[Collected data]
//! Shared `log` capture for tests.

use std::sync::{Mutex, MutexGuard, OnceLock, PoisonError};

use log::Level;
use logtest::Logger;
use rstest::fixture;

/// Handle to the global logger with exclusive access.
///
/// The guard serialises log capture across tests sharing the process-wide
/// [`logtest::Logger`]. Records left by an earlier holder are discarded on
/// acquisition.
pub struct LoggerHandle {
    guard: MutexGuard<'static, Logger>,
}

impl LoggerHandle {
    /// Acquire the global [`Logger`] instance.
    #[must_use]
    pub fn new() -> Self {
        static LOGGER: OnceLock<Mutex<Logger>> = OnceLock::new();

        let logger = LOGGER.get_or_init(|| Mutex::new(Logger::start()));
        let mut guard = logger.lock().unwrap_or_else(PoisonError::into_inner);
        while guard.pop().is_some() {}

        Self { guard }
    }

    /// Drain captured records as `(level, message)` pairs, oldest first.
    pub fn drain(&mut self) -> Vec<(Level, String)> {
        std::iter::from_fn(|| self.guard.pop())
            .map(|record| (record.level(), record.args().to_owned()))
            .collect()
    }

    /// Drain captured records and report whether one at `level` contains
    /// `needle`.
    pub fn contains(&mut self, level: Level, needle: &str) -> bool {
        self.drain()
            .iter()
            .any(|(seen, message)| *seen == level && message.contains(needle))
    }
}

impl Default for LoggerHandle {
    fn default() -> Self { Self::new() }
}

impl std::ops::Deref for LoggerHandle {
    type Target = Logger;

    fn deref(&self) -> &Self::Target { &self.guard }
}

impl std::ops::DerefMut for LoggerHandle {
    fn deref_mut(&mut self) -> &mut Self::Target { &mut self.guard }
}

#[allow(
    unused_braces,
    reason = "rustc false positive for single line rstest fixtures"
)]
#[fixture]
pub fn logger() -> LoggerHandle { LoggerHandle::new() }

WHAT YOU NEED TO DO: Copy every line from the data that includes the string "LoggerHandle".

RESULT FOR THIS EXERCISE:
pub struct LoggerHandle {
impl LoggerHandle {
impl Default for LoggerHandle {
impl std::ops::Deref for LoggerHandle {
impl std::ops::DerefMut for LoggerHandle {
pub fn logger() -> LoggerHandle { LoggerHandle::new() }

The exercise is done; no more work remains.